● **AIM OF THE TASK**: The answer is to be an exact copy of the lines below running from the line with "units, but the" down to the line with "assert!((b.y() - a.y()).abs()", both ends included, and nothing more.

● **MATERIALS PROVIDED**:
↓

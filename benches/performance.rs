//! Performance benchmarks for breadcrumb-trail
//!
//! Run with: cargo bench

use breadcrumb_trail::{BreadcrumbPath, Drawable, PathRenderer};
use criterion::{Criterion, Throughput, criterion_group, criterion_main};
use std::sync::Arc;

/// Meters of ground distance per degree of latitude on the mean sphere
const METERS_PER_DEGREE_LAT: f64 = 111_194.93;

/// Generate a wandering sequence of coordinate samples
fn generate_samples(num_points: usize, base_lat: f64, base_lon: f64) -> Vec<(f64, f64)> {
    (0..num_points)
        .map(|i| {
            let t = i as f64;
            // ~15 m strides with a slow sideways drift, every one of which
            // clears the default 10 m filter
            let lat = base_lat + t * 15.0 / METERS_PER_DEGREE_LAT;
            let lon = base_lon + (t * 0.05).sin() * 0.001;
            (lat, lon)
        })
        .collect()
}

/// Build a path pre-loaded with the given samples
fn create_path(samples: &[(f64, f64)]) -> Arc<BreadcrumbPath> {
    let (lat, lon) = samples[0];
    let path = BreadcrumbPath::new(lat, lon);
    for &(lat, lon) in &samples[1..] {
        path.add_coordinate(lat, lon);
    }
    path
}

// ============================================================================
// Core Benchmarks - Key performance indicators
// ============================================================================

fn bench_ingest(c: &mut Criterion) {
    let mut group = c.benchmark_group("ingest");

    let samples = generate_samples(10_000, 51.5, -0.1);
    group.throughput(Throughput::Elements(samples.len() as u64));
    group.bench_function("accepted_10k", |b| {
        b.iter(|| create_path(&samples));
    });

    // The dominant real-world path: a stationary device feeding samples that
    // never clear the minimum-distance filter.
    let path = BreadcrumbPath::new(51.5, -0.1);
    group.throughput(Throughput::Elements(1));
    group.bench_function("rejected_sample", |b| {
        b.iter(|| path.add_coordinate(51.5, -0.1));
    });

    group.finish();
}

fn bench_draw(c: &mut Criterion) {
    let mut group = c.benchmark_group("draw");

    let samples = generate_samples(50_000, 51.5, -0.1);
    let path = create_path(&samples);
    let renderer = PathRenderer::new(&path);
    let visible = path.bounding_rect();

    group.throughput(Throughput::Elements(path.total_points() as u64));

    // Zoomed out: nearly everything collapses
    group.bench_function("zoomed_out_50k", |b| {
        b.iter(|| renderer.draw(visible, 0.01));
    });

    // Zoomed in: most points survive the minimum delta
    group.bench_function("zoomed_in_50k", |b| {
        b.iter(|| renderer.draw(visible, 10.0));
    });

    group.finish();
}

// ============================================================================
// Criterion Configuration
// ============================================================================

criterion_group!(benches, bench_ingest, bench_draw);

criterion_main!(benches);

↑
↓

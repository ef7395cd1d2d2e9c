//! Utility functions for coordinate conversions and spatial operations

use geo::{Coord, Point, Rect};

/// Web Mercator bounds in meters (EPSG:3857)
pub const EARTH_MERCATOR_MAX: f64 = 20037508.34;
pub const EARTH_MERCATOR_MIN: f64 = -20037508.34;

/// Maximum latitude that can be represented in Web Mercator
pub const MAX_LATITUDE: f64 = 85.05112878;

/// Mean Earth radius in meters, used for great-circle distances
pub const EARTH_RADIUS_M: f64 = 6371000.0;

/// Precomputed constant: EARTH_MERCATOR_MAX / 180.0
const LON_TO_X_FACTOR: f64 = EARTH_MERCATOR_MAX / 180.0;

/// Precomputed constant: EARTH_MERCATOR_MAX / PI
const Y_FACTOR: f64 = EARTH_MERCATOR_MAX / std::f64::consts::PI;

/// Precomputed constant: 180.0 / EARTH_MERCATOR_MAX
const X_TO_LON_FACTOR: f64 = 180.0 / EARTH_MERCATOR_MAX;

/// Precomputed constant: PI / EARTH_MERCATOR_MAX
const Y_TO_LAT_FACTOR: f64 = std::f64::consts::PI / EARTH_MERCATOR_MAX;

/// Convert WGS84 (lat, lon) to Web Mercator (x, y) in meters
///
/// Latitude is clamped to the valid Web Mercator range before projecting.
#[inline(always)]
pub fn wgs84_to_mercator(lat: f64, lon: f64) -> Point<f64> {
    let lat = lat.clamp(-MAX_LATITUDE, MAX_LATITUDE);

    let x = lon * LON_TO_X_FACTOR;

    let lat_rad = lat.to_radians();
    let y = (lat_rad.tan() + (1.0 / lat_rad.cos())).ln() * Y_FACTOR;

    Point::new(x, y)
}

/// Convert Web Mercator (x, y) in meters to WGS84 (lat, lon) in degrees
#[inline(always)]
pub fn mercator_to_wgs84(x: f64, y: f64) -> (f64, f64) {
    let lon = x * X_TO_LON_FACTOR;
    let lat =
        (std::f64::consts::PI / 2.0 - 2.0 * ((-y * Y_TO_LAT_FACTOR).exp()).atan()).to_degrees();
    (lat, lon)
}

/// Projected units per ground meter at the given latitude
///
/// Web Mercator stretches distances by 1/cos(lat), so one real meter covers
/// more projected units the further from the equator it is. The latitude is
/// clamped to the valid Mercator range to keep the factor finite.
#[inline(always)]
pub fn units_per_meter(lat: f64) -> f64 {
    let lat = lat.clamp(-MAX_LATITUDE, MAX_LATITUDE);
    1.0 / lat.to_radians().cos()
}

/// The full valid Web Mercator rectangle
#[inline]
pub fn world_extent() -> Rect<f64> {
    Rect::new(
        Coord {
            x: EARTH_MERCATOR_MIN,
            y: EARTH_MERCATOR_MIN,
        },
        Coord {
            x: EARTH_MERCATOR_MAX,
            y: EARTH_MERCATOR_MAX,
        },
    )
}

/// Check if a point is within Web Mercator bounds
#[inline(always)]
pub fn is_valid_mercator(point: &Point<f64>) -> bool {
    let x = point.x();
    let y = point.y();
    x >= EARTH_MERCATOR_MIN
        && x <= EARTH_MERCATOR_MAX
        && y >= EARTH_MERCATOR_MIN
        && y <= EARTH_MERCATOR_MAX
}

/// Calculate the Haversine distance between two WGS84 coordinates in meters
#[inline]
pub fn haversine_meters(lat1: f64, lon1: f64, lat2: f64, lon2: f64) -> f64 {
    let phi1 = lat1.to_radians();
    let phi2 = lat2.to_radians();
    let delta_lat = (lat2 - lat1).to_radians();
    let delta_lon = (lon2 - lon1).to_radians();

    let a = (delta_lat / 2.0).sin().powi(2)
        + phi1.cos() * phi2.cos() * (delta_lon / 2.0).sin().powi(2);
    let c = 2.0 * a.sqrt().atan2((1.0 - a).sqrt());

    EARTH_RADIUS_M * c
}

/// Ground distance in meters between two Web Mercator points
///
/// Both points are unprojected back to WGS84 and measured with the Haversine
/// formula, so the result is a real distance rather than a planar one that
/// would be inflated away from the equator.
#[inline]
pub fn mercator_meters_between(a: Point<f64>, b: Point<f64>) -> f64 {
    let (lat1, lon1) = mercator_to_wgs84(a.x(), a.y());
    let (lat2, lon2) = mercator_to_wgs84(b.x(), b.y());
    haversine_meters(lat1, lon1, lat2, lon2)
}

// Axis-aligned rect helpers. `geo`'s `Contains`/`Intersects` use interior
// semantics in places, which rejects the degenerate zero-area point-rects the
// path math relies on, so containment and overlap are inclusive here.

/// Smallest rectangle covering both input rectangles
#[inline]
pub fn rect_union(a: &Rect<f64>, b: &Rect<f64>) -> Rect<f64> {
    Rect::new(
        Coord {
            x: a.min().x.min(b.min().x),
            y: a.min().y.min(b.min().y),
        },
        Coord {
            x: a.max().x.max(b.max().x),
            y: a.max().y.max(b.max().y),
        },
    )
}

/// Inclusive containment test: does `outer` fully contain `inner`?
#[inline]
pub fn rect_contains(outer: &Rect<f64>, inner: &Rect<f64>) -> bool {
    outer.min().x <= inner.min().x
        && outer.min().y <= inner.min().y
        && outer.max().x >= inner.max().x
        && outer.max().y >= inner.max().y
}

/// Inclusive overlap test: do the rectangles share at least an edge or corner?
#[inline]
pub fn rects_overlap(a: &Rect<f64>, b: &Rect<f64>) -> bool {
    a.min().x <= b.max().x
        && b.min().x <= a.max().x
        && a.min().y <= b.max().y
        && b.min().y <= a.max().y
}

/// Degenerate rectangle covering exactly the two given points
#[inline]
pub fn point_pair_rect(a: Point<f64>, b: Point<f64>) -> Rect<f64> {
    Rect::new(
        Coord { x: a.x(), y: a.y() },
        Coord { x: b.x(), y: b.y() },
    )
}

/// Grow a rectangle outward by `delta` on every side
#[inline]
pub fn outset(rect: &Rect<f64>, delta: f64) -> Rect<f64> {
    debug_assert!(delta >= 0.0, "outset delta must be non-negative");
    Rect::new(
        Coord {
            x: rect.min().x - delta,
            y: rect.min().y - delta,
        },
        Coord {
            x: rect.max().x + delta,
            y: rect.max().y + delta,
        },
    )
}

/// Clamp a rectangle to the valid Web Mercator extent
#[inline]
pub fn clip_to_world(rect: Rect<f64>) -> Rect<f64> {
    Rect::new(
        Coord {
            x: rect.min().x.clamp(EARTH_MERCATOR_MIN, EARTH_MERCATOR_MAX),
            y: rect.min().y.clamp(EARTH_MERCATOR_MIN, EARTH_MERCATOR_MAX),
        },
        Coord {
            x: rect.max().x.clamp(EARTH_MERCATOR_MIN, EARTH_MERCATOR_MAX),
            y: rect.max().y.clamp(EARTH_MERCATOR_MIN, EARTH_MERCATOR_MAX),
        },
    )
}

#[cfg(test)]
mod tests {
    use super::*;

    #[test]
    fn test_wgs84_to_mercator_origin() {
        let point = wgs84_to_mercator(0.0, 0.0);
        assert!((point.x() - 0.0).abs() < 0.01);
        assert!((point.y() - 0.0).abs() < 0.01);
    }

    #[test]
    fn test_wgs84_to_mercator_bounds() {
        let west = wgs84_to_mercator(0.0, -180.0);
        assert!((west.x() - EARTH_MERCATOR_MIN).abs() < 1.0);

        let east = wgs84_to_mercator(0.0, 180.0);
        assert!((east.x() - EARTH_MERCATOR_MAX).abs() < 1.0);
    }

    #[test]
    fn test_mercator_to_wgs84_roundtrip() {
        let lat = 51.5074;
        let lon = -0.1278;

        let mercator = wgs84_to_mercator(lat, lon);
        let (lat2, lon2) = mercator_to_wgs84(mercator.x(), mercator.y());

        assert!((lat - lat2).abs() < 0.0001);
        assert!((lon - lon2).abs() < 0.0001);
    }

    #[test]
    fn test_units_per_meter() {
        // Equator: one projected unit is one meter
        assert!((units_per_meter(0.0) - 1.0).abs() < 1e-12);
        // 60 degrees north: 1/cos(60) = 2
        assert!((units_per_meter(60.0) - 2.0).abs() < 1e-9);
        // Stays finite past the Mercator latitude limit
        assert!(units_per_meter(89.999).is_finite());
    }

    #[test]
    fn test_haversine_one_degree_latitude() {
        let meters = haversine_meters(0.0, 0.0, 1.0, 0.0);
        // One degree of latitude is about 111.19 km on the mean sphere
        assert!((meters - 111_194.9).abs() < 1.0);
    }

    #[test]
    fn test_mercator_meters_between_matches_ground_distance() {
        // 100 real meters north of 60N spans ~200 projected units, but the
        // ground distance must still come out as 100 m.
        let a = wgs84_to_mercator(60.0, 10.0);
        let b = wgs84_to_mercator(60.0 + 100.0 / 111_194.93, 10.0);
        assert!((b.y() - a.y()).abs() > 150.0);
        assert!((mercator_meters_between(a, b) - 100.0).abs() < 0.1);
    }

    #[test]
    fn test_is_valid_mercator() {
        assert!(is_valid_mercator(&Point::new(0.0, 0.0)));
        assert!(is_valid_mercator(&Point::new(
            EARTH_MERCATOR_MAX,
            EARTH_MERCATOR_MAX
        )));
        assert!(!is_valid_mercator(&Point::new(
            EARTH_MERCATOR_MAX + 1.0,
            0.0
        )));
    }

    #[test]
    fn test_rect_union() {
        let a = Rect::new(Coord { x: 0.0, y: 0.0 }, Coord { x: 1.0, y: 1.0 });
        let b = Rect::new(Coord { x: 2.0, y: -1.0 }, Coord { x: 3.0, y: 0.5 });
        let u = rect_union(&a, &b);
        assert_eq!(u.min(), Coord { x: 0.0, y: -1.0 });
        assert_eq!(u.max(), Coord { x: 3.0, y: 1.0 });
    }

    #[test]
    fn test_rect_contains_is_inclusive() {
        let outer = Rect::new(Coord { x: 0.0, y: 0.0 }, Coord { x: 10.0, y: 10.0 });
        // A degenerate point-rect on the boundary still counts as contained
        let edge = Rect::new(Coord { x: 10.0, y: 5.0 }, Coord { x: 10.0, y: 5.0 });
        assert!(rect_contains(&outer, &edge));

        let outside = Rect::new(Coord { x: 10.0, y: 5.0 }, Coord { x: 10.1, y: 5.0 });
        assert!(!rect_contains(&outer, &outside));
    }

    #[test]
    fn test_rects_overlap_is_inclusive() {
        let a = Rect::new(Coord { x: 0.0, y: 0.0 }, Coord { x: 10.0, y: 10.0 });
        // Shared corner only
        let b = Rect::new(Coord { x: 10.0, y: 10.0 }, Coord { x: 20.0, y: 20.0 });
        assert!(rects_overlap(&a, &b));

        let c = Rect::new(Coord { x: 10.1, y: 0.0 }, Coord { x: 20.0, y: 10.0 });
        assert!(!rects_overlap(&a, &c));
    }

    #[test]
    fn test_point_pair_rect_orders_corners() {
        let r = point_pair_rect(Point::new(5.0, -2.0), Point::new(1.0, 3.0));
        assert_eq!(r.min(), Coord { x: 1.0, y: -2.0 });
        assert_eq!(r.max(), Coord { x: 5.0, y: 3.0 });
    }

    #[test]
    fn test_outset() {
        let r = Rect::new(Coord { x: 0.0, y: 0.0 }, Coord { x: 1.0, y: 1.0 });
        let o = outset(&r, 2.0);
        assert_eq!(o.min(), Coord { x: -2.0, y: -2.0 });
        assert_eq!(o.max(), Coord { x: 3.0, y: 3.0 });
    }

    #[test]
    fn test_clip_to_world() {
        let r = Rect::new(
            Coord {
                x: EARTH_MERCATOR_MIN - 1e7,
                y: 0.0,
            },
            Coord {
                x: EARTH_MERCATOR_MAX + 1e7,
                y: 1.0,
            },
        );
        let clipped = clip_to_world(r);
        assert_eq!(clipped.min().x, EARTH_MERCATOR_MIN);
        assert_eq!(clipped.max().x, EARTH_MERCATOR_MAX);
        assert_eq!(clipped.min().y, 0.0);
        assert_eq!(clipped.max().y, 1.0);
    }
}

↑

● **ANSWER SECTION**:
        // 100 real meters north of 60N spans ~200 projected units, but the
        // ground distance must still come out as 100 m.
        let a = wgs84_to_mercator(60.0, 10.0);
        let b = wgs84_to_mercator(60.0 + 100.0 / 111_194.93, 10.0);
        assert!((b.y() - a.y()).abs() > 150.0);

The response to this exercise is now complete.